→ **How to complete this task**: Go through the entries below and count the lines where the word "SimulationError" appears; give only the count.

(Collected data entries)
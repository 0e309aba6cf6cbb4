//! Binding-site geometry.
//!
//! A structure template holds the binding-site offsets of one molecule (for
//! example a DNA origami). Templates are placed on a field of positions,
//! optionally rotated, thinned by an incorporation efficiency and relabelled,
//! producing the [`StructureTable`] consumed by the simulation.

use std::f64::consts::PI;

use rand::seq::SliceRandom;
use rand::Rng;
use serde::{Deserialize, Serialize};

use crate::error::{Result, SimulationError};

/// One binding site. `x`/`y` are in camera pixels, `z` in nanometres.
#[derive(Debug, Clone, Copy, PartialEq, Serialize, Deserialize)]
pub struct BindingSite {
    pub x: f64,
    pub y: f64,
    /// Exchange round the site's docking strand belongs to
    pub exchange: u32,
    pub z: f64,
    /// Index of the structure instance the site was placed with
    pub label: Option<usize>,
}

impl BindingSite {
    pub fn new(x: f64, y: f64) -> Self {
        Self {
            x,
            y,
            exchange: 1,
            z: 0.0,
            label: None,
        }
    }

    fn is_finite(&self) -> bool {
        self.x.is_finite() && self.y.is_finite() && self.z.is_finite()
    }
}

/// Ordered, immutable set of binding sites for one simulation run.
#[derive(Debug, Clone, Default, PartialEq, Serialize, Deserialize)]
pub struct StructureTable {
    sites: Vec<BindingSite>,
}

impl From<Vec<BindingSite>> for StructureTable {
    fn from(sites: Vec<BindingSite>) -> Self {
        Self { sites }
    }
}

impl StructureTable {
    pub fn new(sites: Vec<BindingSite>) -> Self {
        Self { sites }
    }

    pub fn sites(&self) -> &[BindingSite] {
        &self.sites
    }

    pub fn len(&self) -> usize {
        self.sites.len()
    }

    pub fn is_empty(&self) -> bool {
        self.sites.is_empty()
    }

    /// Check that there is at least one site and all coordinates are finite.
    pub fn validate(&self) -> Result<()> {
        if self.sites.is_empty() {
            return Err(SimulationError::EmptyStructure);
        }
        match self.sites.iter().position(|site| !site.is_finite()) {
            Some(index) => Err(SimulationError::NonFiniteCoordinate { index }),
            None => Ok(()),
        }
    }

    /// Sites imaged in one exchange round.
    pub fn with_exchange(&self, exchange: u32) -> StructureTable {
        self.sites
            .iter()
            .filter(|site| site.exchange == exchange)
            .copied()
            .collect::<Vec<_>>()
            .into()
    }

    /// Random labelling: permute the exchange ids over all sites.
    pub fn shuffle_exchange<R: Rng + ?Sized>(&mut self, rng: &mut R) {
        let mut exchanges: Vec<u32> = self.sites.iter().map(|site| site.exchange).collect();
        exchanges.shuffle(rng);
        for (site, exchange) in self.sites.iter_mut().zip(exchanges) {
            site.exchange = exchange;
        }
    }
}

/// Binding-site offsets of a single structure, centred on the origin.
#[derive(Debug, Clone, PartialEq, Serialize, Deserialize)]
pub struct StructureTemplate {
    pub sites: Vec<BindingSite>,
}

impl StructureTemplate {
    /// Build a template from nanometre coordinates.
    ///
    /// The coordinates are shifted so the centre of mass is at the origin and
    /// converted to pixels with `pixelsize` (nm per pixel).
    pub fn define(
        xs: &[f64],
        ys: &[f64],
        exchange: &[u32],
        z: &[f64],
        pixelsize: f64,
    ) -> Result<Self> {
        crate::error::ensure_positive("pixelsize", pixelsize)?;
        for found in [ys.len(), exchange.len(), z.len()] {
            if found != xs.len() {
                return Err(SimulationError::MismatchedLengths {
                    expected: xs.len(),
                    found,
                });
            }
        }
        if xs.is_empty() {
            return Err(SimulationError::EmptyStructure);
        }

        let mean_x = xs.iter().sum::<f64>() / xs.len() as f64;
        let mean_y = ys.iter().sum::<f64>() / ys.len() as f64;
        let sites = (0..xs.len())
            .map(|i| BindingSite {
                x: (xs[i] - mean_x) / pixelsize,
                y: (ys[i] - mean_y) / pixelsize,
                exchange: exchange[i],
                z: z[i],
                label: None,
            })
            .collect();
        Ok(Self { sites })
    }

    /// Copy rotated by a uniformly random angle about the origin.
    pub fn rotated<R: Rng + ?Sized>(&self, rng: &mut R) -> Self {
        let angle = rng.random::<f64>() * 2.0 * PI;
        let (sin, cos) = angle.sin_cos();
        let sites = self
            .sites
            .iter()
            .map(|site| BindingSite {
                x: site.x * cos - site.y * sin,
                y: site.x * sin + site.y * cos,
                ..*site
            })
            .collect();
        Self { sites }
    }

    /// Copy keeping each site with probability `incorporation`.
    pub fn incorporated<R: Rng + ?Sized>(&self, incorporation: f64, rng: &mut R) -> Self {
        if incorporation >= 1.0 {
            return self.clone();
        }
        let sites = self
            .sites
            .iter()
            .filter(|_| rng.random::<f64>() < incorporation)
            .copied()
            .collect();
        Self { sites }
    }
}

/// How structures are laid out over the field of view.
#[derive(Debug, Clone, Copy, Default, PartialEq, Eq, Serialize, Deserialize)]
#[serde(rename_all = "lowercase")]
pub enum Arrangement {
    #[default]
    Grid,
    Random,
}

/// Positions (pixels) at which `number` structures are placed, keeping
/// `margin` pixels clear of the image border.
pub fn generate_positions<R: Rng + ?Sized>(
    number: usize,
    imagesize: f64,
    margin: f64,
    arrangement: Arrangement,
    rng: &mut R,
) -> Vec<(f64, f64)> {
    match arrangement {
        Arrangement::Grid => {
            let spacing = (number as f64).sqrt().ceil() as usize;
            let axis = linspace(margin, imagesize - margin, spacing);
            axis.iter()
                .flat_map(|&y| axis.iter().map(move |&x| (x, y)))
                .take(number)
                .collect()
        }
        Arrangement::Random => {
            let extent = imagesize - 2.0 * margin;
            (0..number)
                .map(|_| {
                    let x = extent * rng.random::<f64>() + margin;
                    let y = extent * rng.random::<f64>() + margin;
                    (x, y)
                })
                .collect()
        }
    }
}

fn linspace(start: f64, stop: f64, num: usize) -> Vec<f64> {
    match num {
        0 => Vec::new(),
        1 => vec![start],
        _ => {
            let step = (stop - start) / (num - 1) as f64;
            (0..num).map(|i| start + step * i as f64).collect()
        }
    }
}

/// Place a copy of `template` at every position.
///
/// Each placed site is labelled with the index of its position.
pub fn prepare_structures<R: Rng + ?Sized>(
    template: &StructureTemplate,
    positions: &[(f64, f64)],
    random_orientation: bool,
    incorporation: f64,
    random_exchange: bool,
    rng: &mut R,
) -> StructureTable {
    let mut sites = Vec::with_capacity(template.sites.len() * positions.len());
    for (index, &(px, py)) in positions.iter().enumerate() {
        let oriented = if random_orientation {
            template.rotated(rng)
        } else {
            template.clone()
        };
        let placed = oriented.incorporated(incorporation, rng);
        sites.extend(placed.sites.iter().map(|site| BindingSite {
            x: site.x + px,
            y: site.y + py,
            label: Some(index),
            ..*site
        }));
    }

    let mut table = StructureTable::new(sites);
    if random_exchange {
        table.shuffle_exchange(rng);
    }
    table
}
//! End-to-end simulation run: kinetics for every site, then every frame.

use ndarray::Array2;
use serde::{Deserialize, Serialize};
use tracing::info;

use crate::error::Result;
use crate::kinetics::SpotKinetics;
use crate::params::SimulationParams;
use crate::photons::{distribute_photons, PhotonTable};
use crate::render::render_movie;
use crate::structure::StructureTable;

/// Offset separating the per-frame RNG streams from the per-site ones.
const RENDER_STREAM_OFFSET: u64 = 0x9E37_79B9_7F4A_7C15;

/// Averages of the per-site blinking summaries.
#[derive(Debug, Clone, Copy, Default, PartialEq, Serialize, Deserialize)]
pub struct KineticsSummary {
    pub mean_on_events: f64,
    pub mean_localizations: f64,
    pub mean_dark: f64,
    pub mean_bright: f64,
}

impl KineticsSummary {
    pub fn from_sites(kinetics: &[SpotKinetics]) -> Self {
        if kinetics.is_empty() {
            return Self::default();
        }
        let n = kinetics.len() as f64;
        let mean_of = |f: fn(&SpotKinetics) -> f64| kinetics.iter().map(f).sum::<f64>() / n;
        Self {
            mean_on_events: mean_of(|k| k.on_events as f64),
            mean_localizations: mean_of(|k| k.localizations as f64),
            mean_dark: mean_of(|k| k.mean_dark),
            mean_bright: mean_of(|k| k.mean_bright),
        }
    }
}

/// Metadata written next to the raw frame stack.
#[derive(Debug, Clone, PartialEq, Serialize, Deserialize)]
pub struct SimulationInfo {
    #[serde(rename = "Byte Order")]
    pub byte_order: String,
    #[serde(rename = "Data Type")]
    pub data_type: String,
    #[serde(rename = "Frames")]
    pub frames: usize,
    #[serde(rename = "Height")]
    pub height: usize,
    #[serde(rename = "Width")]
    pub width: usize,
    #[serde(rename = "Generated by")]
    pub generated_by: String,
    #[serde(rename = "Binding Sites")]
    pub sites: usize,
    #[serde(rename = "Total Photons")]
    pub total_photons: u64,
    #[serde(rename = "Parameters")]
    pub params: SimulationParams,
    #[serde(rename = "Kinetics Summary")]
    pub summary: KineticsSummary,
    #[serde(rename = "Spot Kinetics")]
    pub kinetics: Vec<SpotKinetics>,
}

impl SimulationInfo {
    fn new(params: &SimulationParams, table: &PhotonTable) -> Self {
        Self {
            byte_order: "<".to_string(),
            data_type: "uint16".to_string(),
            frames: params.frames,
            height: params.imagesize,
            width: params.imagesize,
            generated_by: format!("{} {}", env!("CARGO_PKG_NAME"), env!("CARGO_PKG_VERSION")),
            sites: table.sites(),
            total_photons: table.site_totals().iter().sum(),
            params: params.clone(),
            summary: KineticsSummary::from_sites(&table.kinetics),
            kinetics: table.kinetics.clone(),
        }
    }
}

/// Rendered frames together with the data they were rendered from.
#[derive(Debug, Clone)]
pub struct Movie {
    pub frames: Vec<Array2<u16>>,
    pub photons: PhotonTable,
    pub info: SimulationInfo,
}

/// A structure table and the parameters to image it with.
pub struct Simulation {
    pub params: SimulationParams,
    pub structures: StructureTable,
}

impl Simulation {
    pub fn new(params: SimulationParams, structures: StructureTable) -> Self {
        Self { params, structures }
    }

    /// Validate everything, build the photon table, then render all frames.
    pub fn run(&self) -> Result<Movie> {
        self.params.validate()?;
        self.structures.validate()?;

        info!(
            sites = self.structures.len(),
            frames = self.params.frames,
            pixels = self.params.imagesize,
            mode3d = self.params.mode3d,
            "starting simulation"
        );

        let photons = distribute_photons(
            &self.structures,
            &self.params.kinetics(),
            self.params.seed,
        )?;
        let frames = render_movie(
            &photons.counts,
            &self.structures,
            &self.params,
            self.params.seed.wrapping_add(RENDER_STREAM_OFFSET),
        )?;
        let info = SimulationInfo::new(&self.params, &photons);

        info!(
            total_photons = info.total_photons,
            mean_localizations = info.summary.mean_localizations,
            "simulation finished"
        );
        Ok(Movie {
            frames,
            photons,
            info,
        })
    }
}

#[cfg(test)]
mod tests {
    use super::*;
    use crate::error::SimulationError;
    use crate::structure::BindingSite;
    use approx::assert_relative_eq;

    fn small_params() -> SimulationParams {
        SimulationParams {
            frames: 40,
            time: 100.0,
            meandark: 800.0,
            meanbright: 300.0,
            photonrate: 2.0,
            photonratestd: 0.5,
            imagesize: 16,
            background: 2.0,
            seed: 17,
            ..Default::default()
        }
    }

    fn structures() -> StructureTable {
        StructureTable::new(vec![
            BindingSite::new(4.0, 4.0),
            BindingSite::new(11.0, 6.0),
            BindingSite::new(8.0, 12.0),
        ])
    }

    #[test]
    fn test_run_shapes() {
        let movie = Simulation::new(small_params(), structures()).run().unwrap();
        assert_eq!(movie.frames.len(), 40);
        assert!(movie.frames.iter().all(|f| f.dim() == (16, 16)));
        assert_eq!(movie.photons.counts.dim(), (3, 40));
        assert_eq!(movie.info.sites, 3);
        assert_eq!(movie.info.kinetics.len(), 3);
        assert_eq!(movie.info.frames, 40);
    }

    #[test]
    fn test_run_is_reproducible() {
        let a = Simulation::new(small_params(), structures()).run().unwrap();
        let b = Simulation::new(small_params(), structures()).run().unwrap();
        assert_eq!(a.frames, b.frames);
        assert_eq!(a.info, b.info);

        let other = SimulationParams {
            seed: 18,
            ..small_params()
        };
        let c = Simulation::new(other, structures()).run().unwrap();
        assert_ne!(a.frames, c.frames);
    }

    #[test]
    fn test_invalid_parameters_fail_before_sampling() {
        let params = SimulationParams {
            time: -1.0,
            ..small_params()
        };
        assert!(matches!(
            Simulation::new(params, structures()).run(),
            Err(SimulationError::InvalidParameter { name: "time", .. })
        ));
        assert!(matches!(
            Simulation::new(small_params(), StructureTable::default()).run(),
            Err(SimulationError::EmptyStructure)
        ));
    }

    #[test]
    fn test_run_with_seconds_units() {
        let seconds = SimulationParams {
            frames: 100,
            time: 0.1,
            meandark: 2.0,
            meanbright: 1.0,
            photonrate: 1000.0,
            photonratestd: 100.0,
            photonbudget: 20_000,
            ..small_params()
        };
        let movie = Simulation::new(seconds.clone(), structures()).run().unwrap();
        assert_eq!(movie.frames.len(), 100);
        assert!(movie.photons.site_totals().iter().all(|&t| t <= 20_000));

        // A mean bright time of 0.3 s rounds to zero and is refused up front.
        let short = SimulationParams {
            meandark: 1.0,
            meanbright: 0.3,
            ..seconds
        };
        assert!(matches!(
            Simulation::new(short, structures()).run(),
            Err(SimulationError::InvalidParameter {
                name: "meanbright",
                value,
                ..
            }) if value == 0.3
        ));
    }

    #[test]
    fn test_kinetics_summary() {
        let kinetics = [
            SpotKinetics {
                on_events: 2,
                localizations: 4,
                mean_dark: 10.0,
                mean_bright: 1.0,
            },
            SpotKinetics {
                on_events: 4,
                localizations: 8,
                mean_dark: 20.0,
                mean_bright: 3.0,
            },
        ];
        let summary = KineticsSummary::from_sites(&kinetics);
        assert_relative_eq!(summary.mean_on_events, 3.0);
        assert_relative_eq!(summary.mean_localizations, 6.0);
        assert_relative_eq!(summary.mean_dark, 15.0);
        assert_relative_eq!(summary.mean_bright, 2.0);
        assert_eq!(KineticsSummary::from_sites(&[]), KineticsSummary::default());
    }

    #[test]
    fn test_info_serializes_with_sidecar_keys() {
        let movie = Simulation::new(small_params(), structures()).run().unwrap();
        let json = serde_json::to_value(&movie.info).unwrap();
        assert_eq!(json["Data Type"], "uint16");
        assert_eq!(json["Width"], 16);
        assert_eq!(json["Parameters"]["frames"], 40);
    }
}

→ **Completed exercise**: 9